Nothing should be output except the lines from the top of the material below through the line that contains "replace an option value.", each exactly as written.

Start of EXTRACTED INFORMATION

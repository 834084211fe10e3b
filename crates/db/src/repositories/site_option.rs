//! Site option repository.

use std::sync::Arc;

use crate::entities::{SiteOption, site_option};
use reactions_common::{AppError, AppResult};
use sea_orm::{DatabaseConnection, EntityTrait, Set, sea_query::OnConflict};

/// Repository for site-wide options.
#[derive(Clone)]
pub struct SiteOptionRepository {
    db: Arc<DatabaseConnection>,
}

impl SiteOptionRepository {
    /// Create a new site option repository.
    #[must_use]
    pub const fn new(db: Arc<DatabaseConnection>) -> Self {
        Self { db }
    }

    /// Get an option value.
    pub async fn get(&self, name: &str) -> AppResult<Option<String>> {
        SiteOption::find_by_id(name.to_string())
            .one(self.db.as_ref())
            .await
            .map(|m| m.map(|m| m.option_value))
            .map_err(|e| AppError::Database(e.to_string()))
    }

    /// Insert or replace an option value.
    pub async fn set(&self, name: &str, value: &str) -> AppResult<()> {
        let model = site_option::ActiveModel {
            option_name: Set(name.to_string()),
            option_value: Set(value.to_string()),
        };

        SiteOption::insert(model)
            .on_conflict(
                OnConflict::column(site_option::Column::OptionName)
                    .update_column(site_option::Column::OptionValue)
                    .to_owned(),
            )
            .exec_without_returning(self.db.as_ref())
            .await
            .map(|_| ())
            .map_err(|e| AppError::Database(e.to_string()))
    }
}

End of EXTRACTED INFORMATION

◆ THE COMPLETED TASK ◆
repository 834084211fe10e3b
filename crates/db/src/repositories/site_option.rs
//! Site option repository.

use std::sync::Arc;

use crate::entities::{SiteOption, site_option};
use reactions_common::{AppError, AppResult};
use sea_orm::{DatabaseConnection, EntityTrait, Set, sea_query::OnConflict};

/// Repository for site-wide options.
#[derive(Clone)]
pub struct SiteOptionRepository {
    db: Arc<DatabaseConnection>,
}

impl SiteOptionRepository {
    /// Create a new site option repository.
    #[must_use]
    pub const fn new(db: Arc<DatabaseConnection>) -> Self {
        Self { db }
    }

    /// Get an option value.
    pub async fn get(&self, name: &str) -> AppResult<Option<String>> {
        SiteOption::find_by_id(name.to_string())
            .one(self.db.as_ref())
            .await
            .map(|m| m.map(|m| m.option_value))
            .map_err(|e| AppError::Database(e.to_string()))
    }

    /// Insert or replace an option value.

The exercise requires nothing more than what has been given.